For one mole of an ideal gas the equation of state is stated first: $$PV=\mathcal{R}T$$.

We are also given the differential relation between pressure and volume: $$\frac{dP}{dV}=-aP$$, where $$a$$ is a positive constant.

Now we solve this first-order differential equation. We rewrite it as $$\frac{1}{P}\,dP=-a\,dV$$. Integrating both sides, we obtain $$\int\frac{1}{P}\,dP=-a\int dV$$ which gives $$\ln P=-aV+C$$, where $$C$$ is the constant of integration.

To determine $$C$$ we use the boundary condition $$P=P_0$$ when $$V=0$$. Substituting these values, $$\ln P_0=C$$. Hence $$C=\ln P_0$$, and the pressure as a function of volume is $$P(V)=P_0e^{-aV}$$.

Substituting this expression for pressure in the ideal-gas equation, we have $$P(V)\,V=\mathcal{R}T$$. Therefore $$\mathcal{R}T = P_0e^{-aV}\,V,$$ so the temperature is $$T(V)=\frac{P_0}{\mathcal{R}}\,V\,e^{-aV}.$$

To find the maximum attainable temperature we must maximize the function $$f(V)=V\,e^{-aV}$$ for $$V \ge 0$$.

We differentiate: $$\frac{df}{dV} = e^{-aV} - aV e^{-aV} = e^{-aV}\bigl(1-aV\bigr).$$ Setting $$\frac{df}{dV}=0$$ gives $$1-aV=0 \;\;\Longrightarrow\;\; V=\frac{1}{a}.$$ Because the exponential factor is always positive, this critical point corresponds to a maximum.
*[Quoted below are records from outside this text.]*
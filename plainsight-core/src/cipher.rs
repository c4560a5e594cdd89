//! Symmetric layer — HKDF-SHA256 key derivation + AES-256-GCM.
//!
//! ```text
//! key        = HKDF-SHA256(salt = 0^32, ikm = shared_secret, info = "plainsight-aes-key", L = 32)
//! ciphertext = AES-256-GCM(key, iv, plaintext) || tag(16)
//! ```
//!
//! The zero salt and info label are wire constants (see [`crate::constants`]).
//! A fresh 12-byte IV is sampled for every call; there is no counter.

use aes_gcm::aead::{Aead, KeyInit};
use aes_gcm::{Aes256Gcm, Key, Nonce};
use hkdf::Hkdf;
use rand_core::{CryptoRngCore, OsRng};
use sha2::Sha256;
use zeroize::Zeroizing;

use crate::constants::{HKDF_INFO, HKDF_SALT, NONCE_LENGTH, SYMMETRIC_KEY_LENGTH};
use crate::errors::PlainsightError;

/// 256-bit AES-GCM key derived from a KEM shared secret. Zeroized on drop.
pub struct SymmetricKey(Zeroizing<[u8; SYMMETRIC_KEY_LENGTH]>);

impl SymmetricKey {
    fn cipher(&self) -> Aes256Gcm {
        Aes256Gcm::new(Key::<Aes256Gcm>::from_slice(self.0.as_slice()))
    }

    #[cfg(test)]
    fn as_bytes(&self) -> &[u8; SYMMETRIC_KEY_LENGTH] {
        &self.0
    }
}

impl std::fmt::Debug for SymmetricKey {
    fn fmt(&self, f: &mut std::fmt::Formatter<'_>) -> std::fmt::Result {
        f.write_str("SymmetricKey(<redacted>)")
    }
}

/// Derive the AES-256 key from a KEM shared secret.
///
/// # Errors
/// `PlainsightError::Encryption` if HKDF refuses the output length
/// (cannot happen for 32 bytes).
pub fn derive_key(shared_secret: &[u8]) -> Result<SymmetricKey, PlainsightError> {
    let hk = Hkdf::<Sha256>::new(Some(&HKDF_SALT), shared_secret);
    let mut okm = Zeroizing::new([0u8; SYMMETRIC_KEY_LENGTH]);
    hk.expand(HKDF_INFO, okm.as_mut_slice())
        .map_err(|_| PlainsightError::Encryption("HKDF expand failed".into()))?;
    Ok(SymmetricKey(okm))
}

/// Encrypt with a fresh IV from the OS CSPRNG.
///
/// Returns `(iv, ciphertext || tag)`.
///
/// # Errors
/// `PlainsightError::Encryption` if AES-GCM rejects the input length.
pub fn encrypt(
    plaintext: &[u8],
    key: &SymmetricKey,
) -> Result<([u8; NONCE_LENGTH], Vec<u8>), PlainsightError> {
    encrypt_with_rng(plaintext, key, &mut OsRng)
}

/// Encrypt with a fresh IV sampled from `rng`.
///
/// # Errors
/// `PlainsightError::Encryption` if AES-GCM rejects the input length.
pub fn encrypt_with_rng<R: CryptoRngCore>(
    plaintext: &[u8],
    key: &SymmetricKey,
    rng: &mut R,
) -> Result<([u8; NONCE_LENGTH], Vec<u8>), PlainsightError> {
    let mut iv = [0u8; NONCE_LENGTH];
    rng.fill_bytes(&mut iv);

    let ciphertext = key
        .cipher()
        .encrypt(Nonce::from_slice(&iv), plaintext)
        .map_err(|_| PlainsightError::Encryption("AES-GCM encryption failed".into()))?;

    tracing::trace!(plaintext_len = plaintext.len(), "sealed AES-GCM payload");
    Ok((iv, ciphertext))
}

/// Verify the tag and decrypt.
///
/// # Errors
/// `PlainsightError::AuthenticationFailure` on any tag mismatch. No
/// partial plaintext is released.
pub fn decrypt(
    ciphertext: &[u8],
    iv: &[u8; NONCE_LENGTH],
    key: &SymmetricKey,
) -> Result<Vec<u8>, PlainsightError> {
    key.cipher()
        .decrypt(Nonce::from_slice(iv), ciphertext)
        .map_err(|_| {
            tracing::warn!(
                ciphertext_len = ciphertext.len(),
                "AES-GCM authentication failed"
            );
            PlainsightError::AuthenticationFailure
        })
}
//! Protocol constants — sizes and labels that define the wire contract.
//!
//! Every value here is part of the interoperability surface: the envelope
//! offsets, the HKDF salt and info label, and the stego header width MUST
//! match byte-for-byte between implementations. None of them are tunable.

/// ML-KEM-768 encapsulation (public) key length in bytes.
pub const PUBLIC_KEY_LENGTH: usize = 1184;

/// ML-KEM-768 decapsulation (secret) key length in bytes.
pub const SECRET_KEY_LENGTH: usize = 2400;

/// ML-KEM-768 ciphertext length in bytes.
pub const KEM_CIPHERTEXT_LENGTH: usize = 1088;

/// ML-KEM shared secret length in bytes.
pub const SHARED_SECRET_LENGTH: usize = 32;

/// AES-256-GCM key length in bytes.
pub const SYMMETRIC_KEY_LENGTH: usize = 32;

/// AES-GCM nonce (IV) length in bytes.
pub const NONCE_LENGTH: usize = 12;

/// AES-GCM authentication tag length in bytes (appended to ciphertext).
pub const TAG_LENGTH: usize = 16;

/// HKDF-SHA256 salt. All zeros: derived-key secrecy rests on the shared
/// secret alone.
pub const HKDF_SALT: [u8; 32] = [0u8; 32];

/// HKDF-SHA256 info label for the AES key.
pub const HKDF_INFO: &[u8] = b"plainsight-aes-key";

/// Width of the big-endian ciphertext length field in the envelope.
pub const CIPHERTEXT_LENGTH_FIELD: usize = 4;

/// Envelope offset of the IV.
pub const IV_OFFSET: usize = KEM_CIPHERTEXT_LENGTH;

/// Envelope offset of the ciphertext length field.
pub const CIPHERTEXT_LENGTH_OFFSET: usize = IV_OFFSET + NONCE_LENGTH;

/// Fixed envelope prefix (KEM ciphertext + IV + length field): 1104 bytes.
pub const ENVELOPE_HEADER_LENGTH: usize = CIPHERTEXT_LENGTH_OFFSET + CIPHERTEXT_LENGTH_FIELD;

/// Big-endian length header written ahead of the stego payload.
pub const STEGO_LENGTH_HEADER: usize = 4;

/// Interleaved RGBA channels per pixel.
pub const CHANNELS_PER_PIXEL: usize = 4;

/// Channels per pixel that carry payload bits (alpha excluded).
pub const PAYLOAD_CHANNELS_PER_PIXEL: usize = 3;

/// Fixed key under which the key pair is persisted.
pub const KEY_STORAGE_KEY: &str = "pq-stego-keypair";
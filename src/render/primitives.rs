use serde::{Deserialize, Serialize};

use crate::core::{DataPoint, Extent};
use crate::error::{PlotError, PlotResult};
use crate::render::{CanvasLayer, RgbaImage};

/// RGBA color in normalized 0..=1 channel values.
#[derive(Debug, Clone, Copy, PartialEq, Serialize, Deserialize)]
pub struct Color {
    pub red: f64,
    pub green: f64,
    pub blue: f64,
    pub alpha: f64,
}

impl Color {
    /// Rendered for undefined values (NaN tags, empty overlay bins).
    pub const TRANSPARENT: Self = Self::rgba(0.0, 0.0, 0.0, 0.0);

    #[must_use]
    pub const fn rgba(red: f64, green: f64, blue: f64, alpha: f64) -> Self {
        Self {
            red,
            green,
            blue,
            alpha,
        }
    }

    #[must_use]
    pub const fn rgb(red: f64, green: f64, blue: f64) -> Self {
        Self::rgba(red, green, blue, 1.0)
    }

    /// Parses `#rrggbb` or `#rrggbbaa`.
    pub fn from_hex(hex: &str) -> PlotResult<Self> {
        let digits = hex.strip_prefix('#').unwrap_or(hex);
        if digits.len() != 6 && digits.len() != 8 {
            return Err(PlotError::InvalidData(format!(
                "color `{hex}` must be #rrggbb or #rrggbbaa"
            )));
        }
        let channel = |offset: usize| -> PlotResult<f64> {
            digits
                .get(offset..offset + 2)
                .and_then(|pair| u8::from_str_radix(pair, 16).ok())
                .map(|value| f64::from(value) / 255.0)
                .ok_or_else(|| PlotError::InvalidData(format!("color `{hex}` is not valid hex")))
        };
        let alpha = if digits.len() == 8 { channel(6)? } else { 1.0 };
        Ok(Self::rgba(channel(0)?, channel(2)?, channel(4)?, alpha))
    }

    /// Linear interpolation towards `other`, `t` in `[0, 1]`.
    #[must_use]
    pub fn lerp(self, other: Self, t: f64) -> Self {
        let mix = |from: f64, to: f64| from + (to - from) * t;
        Self::rgba(
            mix(self.red, other.red),
            mix(self.green, other.green),
            mix(self.blue, other.blue),
            mix(self.alpha, other.alpha),
        )
    }

    #[must_use]
    pub fn is_transparent(self) -> bool {
        self.alpha == 0.0
    }

    pub fn validate(self) -> PlotResult<()> {
        for (channel, value) in [
            ("red", self.red),
            ("green", self.green),
            ("blue", self.blue),
            ("alpha", self.alpha),
        ] {
            if !value.is_finite() || !(0.0..=1.0).contains(&value) {
                return Err(PlotError::InvalidData(format!(
                    "color channel `{channel}` must be finite and in [0, 1]"
                )));
            }
        }
        Ok(())
    }
}

/// Opaque identifier of an item drawn on a canvas.
#[derive(Debug, Clone, Copy, PartialEq, Eq, Hash, PartialOrd, Ord, Serialize, Deserialize)]
pub struct CanvasHandle(pub u64);

/// Draw command for a set of round markers in data space.
#[derive(Debug, Clone, PartialEq)]
pub struct PointSetPrimitive {
    pub points: Vec<DataPoint>,
    pub colors: Vec<Color>,
    /// Marker areas in squared points, one per point.
    pub sizes: Vec<f64>,
    pub visible: bool,
}

impl PointSetPrimitive {
    pub fn validate(&self) -> PlotResult<()> {
        let expected = self.points.len();
        for actual in [self.colors.len(), self.sizes.len()] {
            if actual != expected {
                return Err(PlotError::ShapeMismatch { expected, actual });
            }
        }
        if self
            .sizes
            .iter()
            .any(|size| !size.is_finite() || *size < 0.0)
        {
            return Err(PlotError::InvalidData(
                "marker sizes must be finite and >= 0".to_owned(),
            ));
        }
        for color in &self.colors {
            color.validate()?;
        }
        Ok(())
    }
}

/// Draw command for an RGBA raster stretched over a data-space extent.
#[derive(Debug, Clone, PartialEq)]
pub struct ImagePrimitive {
    pub image: RgbaImage,
    pub extent: Extent,
    pub layer: CanvasLayer,
    /// Resampling hint passed through to the backend (for example `nearest`).
    pub interpolation: String,
    pub alpha: f64,
    pub visible: bool,
}

impl ImagePrimitive {
    pub fn validate(&self) -> PlotResult<()> {
        self.extent.validate()?;
        if !self.alpha.is_finite() || !(0.0..=1.0).contains(&self.alpha) {
            return Err(PlotError::InvalidData(
                "image alpha must be finite and in [0, 1]".to_owned(),
            ));
        }
        self.image.validate()
    }
}
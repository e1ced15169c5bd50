use cairo::{Context, Filter, Format, ImageSurface};
use std::f64::consts::PI;

use crate::core::{DataPoint, PlotTransform, Viewport};
use crate::error::{PlotError, PlotResult};
use crate::render::{Color, ImagePrimitive, PointSetPrimitive, SceneCanvas, SceneItem};

#[derive(Debug, Clone, Copy, PartialEq, Eq, Default)]
pub struct CairoRenderStats {
    pub points_drawn: usize,
    pub images_drawn: usize,
}

/// Paints a `SceneCanvas` with Cairo.
///
/// Supports offscreen rendering into an owned image surface through `render`
/// and in-place rendering on an external context (for example a GTK
/// `DrawingArea` callback) through `render_on_cairo_context`.
#[derive(Debug)]
pub struct CairoSceneRenderer {
    surface: ImageSurface,
    clear_color: Color,
    last_stats: CairoRenderStats,
}

impl CairoSceneRenderer {
    pub fn new(width: i32, height: i32) -> PlotResult<Self> {
        if width <= 0 || height <= 0 {
            return Err(PlotError::InvalidData(
                "cairo surface size must be > 0".to_owned(),
            ));
        }

        let surface = ImageSurface::create(Format::ARgb32, width, height)
            .map_err(|err| map_backend_error("failed to create cairo surface", err))?;
        Ok(Self {
            surface,
            clear_color: Color::rgb(1.0, 1.0, 1.0),
            last_stats: CairoRenderStats::default(),
        })
    }

    #[must_use]
    pub fn surface(&self) -> &ImageSurface {
        &self.surface
    }

    #[must_use]
    pub fn clear_color(&self) -> Color {
        self.clear_color
    }

    pub fn set_clear_color(&mut self, color: Color) -> PlotResult<()> {
        color.validate()?;
        self.clear_color = color;
        Ok(())
    }

    #[must_use]
    pub fn last_stats(&self) -> CairoRenderStats {
        self.last_stats
    }

    /// Paints `scene` into the owned surface.
    pub fn render(&mut self, scene: &SceneCanvas) -> PlotResult<()> {
        let viewport = Viewport::new(
            self.surface.width().max(0) as u32,
            self.surface.height().max(0) as u32,
        );
        let context = Context::new(&self.surface)
            .map_err(|err| map_backend_error("failed to create cairo context", err))?;
        self.render_on_cairo_context(&context, scene, viewport)
    }

    pub fn render_on_cairo_context(
        &mut self,
        context: &Context,
        scene: &SceneCanvas,
        viewport: Viewport,
    ) -> PlotResult<()> {
        apply_color(context, self.clear_color);
        context
            .paint()
            .map_err(|err| map_backend_error("failed to clear surface", err))?;

        let mut stats = CairoRenderStats::default();
        let Some(extent) = scene.data_extent() else {
            self.last_stats = stats;
            return Ok(());
        };
        let transform = PlotTransform::new(extent, viewport)?;

        for (_, item) in scene.paint_order() {
            match item {
                SceneItem::Image(image) => {
                    paint_image(context, image, transform)?;
                    stats.images_drawn += 1;
                }
                SceneItem::PointSet(points) => {
                    stats.points_drawn += paint_points(context, points, transform)?;
                }
            }
        }

        self.last_stats = stats;
        Ok(())
    }
}

fn paint_image(
    context: &Context,
    image: &ImagePrimitive,
    transform: PlotTransform,
) -> PlotResult<()> {
    let raster = &image.image;
    let width = raster.width() as i32;
    let height = raster.height() as i32;
    let stride = Format::ARgb32
        .stride_for_width(raster.width() as u32)
        .map_err(|err| map_backend_error("failed to compute image stride", err))?;

    // cairo rows run top to bottom, the raster's row 0 is the bottom row
    let mut data = vec![0_u8; stride as usize * raster.height()];
    for row in 0..raster.height() {
        let source_row = raster.height() - 1 - row;
        for column in 0..raster.width() {
            let color = raster
                .pixel(source_row, column)
                .unwrap_or(Color::TRANSPARENT);
            let offset = row * stride as usize + column * 4;
            data[offset..offset + 4].copy_from_slice(&premultiplied_argb(color).to_ne_bytes());
        }
    }
    let surface = ImageSurface::create_for_data(data, Format::ARgb32, width, height, stride)
        .map_err(|err| map_backend_error("failed to create image surface", err))?;

    let (left, top) =
        transform.data_to_pixel(DataPoint::new(image.extent.x_min, image.extent.y_max))?;
    let (right, bottom) =
        transform.data_to_pixel(DataPoint::new(image.extent.x_max, image.extent.y_min))?;

    context
        .save()
        .map_err(|err| map_backend_error("failed to save cairo state", err))?;
    context.translate(left, top);
    context.scale(
        (right - left) / f64::from(width),
        (bottom - top) / f64::from(height),
    );
    context
        .set_source_surface(&surface, 0.0, 0.0)
        .map_err(|err| map_backend_error("failed to set image source", err))?;
    let filter = match image.interpolation.as_str() {
        "nearest" | "none" => Filter::Nearest,
        _ => Filter::Bilinear,
    };
    context.source().set_filter(filter);
    context
        .paint_with_alpha(image.alpha)
        .map_err(|err| map_backend_error("failed to paint image", err))?;
    context
        .restore()
        .map_err(|err| map_backend_error("failed to restore cairo state", err))
}

fn paint_points(
    context: &Context,
    points: &PointSetPrimitive,
    transform: PlotTransform,
) -> PlotResult<usize> {
    let mut drawn = 0;
    for ((point, color), size) in points.points.iter().zip(&points.colors).zip(&points.sizes) {
        if !point.is_finite() || color.is_transparent() {
            continue;
        }
        let (x, y) = transform.data_to_pixel(*point)?;
        apply_color(context, *color);
        context.new_sub_path();
        context.arc(x, y, size.sqrt() * 0.5, 0.0, 2.0 * PI);
        context
            .fill()
            .map_err(|err| map_backend_error("failed to fill marker", err))?;
        drawn += 1;
    }
    Ok(drawn)
}

fn premultiplied_argb(color: Color) -> u32 {
    let channel = |value: f64| (value.clamp(0.0, 1.0) * 255.0).round() as u32;
    let alpha = color.alpha;
    (channel(alpha) << 24)
        | (channel(color.red * alpha) << 16)
        | (channel(color.green * alpha) << 8)
        | channel(color.blue * alpha)
}

fn apply_color(context: &Context, color: Color) {
    context.set_source_rgba(color.red, color.green, color.blue, color.alpha);
}

fn map_backend_error(prefix: &str, err: cairo::Error) -> PlotError {
    PlotError::InvalidData(format!("{prefix}: {err}"))
}
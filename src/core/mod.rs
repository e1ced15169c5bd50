//! Pure data and math: points, palettes, normalization, binning and
//! per-bin aggregation. Nothing in here touches a canvas.

pub mod color_indices;
pub mod coloring;
pub mod colormap;
pub mod histogram;
pub mod normalization;
pub mod scale;
pub mod statistic;
pub mod types;

pub use color_indices::{ColorIndexUpdate, ColorIndices, ColorValue};
pub use coloring::{ColorWarning, ColoringOutcome, ColormapTarget, map_values_to_colors};
pub use colormap::{ColorMapping, ColormapSpec, DEFAULT_LUT_SIZE};
pub use histogram::{BinIndex, Grid, HistogramGrid};
pub use normalization::{
    LOG_MIN_VALUE, LogFloor, NormalizationMethod, Normalizer, SYMLOG_LINEAR_THRESHOLD,
    apply_log_floor,
};
pub use scale::{LinearScale, PlotTransform};
pub use statistic::{Statistic, statistic_grid};
pub use types::{DataPoint, Extent, Viewport, points_from_pairs};
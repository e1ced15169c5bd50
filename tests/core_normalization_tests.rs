use approx::assert_relative_eq;
use biaplot::core::{
    ColorMapping, ColorWarning, ColormapTarget, LOG_MIN_VALUE, NormalizationMethod, Normalizer,
    apply_log_floor, map_values_to_colors,
};

#[test]
fn linear_bounds_ignore_nan() {
    let normalizer = Normalizer::fit(NormalizationMethod::Linear, &[1.0, f64::NAN, 3.0]);
    assert_eq!(
        normalizer,
        Normalizer::Linear {
            vmin: 1.0,
            vmax: 3.0
        }
    );
    assert_relative_eq!(normalizer.normalize(2.0), 0.5);
    assert!(normalizer.normalize(f64::NAN).is_nan());
}

#[test]
fn all_nan_input_leaves_normalizer_undefined() {
    let normalizer = Normalizer::fit(NormalizationMethod::Linear, &[f64::NAN, f64::NAN]);
    assert_eq!(normalizer, Normalizer::Undefined);
    assert!(normalizer.normalize(1.0).is_nan());
}

#[test]
fn constant_values_normalize_to_zero() {
    let normalizer = Normalizer::fit(NormalizationMethod::Linear, &[4.0, 4.0]);
    assert_eq!(normalizer.normalize(4.0), 0.0);
}

#[test]
fn log_maps_decades_evenly() {
    let normalizer = Normalizer::fit(NormalizationMethod::Log, &[1.0, 100.0]);
    assert_relative_eq!(normalizer.normalize(10.0), 0.5, epsilon = 1e-12);
    assert!(normalizer.normalize(-1.0).is_nan());
}

#[test]
fn centered_uses_mean_and_widest_side() {
    let normalizer = Normalizer::fit(NormalizationMethod::Centered, &[0.0, 10.0, 2.0]);
    assert_eq!(
        normalizer,
        Normalizer::Centered {
            vcenter: 4.0,
            halfrange: 6.0
        }
    );
    assert_relative_eq!(normalizer.normalize(4.0), 0.5);
    assert_relative_eq!(normalizer.normalize(10.0), 1.0);
    assert_relative_eq!(normalizer.normalize(-2.0), 0.0);
}

#[test]
fn symlog_is_symmetric_around_zero() {
    let normalizer = Normalizer::fit(NormalizationMethod::Symlog, &[-100.0, 100.0]);
    assert_relative_eq!(normalizer.normalize(0.0), 0.5, epsilon = 1e-12);
    let up = normalizer.normalize(10.0) - 0.5;
    let down = 0.5 - normalizer.normalize(-10.0);
    assert_relative_eq!(up, down, epsilon = 1e-12);
    assert_relative_eq!(normalizer.normalize(100.0), 1.0, epsilon = 1e-12);
}

#[test]
fn log_floor_only_applies_when_minimum_is_not_positive() {
    let mut positive = vec![0.5, 2.0];
    let floor = apply_log_floor(&mut positive);
    assert!(!floor.clamped);
    assert_eq!(floor.min_value, 0.5);
    assert_eq!(positive, vec![0.5, 2.0]);

    let mut mixed = vec![-3.0, 0.0, 2.0, f64::NAN];
    let floor = apply_log_floor(&mut mixed);
    assert!(floor.clamped);
    assert_eq!(floor.min_value, LOG_MIN_VALUE);
    assert_eq!(&mixed[..3], &[LOG_MIN_VALUE, LOG_MIN_VALUE, 2.0]);
    assert!(mixed[3].is_nan());
}

#[test]
fn categorical_palette_forces_linear_and_warns() {
    let palette = ColorMapping::builtin("cat10_mod").expect("palette");
    let outcome = map_values_to_colors(
        &[0.0, 1.0, 2.0],
        true,
        &palette,
        NormalizationMethod::Symlog,
        ColormapTarget::Overlay,
    );
    assert_eq!(outcome.method, NormalizationMethod::Linear);
    assert_eq!(
        outcome.warnings,
        vec![ColorWarning::CategoricalForcesLinear {
            target: ColormapTarget::Overlay,
            requested: NormalizationMethod::Symlog,
        }]
    );
    assert_eq!(outcome.colors, palette.entries()[..3].to_vec());
}

#[test]
fn float_tags_on_categorical_palette_warn_but_still_color() {
    let palette = ColorMapping::builtin("cat10_mod").expect("palette");
    let outcome = map_values_to_colors(
        &[0.0, 1.0],
        false,
        &palette,
        NormalizationMethod::Linear,
        ColormapTarget::Histogram,
    );
    assert_eq!(
        outcome.warnings,
        vec![ColorWarning::NonIntegerCategoricalIndices {
            target: ColormapTarget::Histogram
        }]
    );
    assert_eq!(outcome.colors.len(), 2);
}

#[test]
fn out_of_range_class_tags_saturate_with_warning() {
    let palette = ColorMapping::builtin("cat10_mod").expect("palette");
    let outcome = map_values_to_colors(
        &[0.0, 12.0],
        true,
        &palette,
        NormalizationMethod::Linear,
        ColormapTarget::Overlay,
    );
    assert!(matches!(
        outcome.warnings.as_slice(),
        [ColorWarning::CategoricalIndexOutOfRange { palette_size: 10, .. }]
    ));
    assert_eq!(outcome.colors[1], palette.entries()[9]);
}

#[test]
fn warning_messages_name_the_palette_field() {
    let warning = ColorWarning::LogFloorApplied {
        target: ColormapTarget::Overlay,
        min_value: LOG_MIN_VALUE,
    };
    let message = warning.to_string();
    assert!(message.contains("overlay_colormap"));
    assert!(message.contains("0.01"));
}

#[test]
fn method_names_parse_and_print() {
    for method in [
        NormalizationMethod::Linear,
        NormalizationMethod::Log,
        NormalizationMethod::Symlog,
        NormalizationMethod::Centered,
    ] {
        let parsed: NormalizationMethod = method.to_string().parse().expect("parse");
        assert_eq!(parsed, method);
    }
    assert!("power".parse::<NormalizationMethod>().is_err());
}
Substituting $$V=\frac{1}{a}$$ back into $$T(V)$$, we get $$T_{\max} = \frac{P_0}{\mathcal{R}}\left(\frac{1}{a}\right) e^{-a\left(\frac{1}{a}\right)} = \frac{P_0}{\mathcal{R}}\left(\frac{1}{a}\right) e^{-1} = \frac{P_0}{a e \mathcal{R}}.$$

Hence, the correct answer is Option D.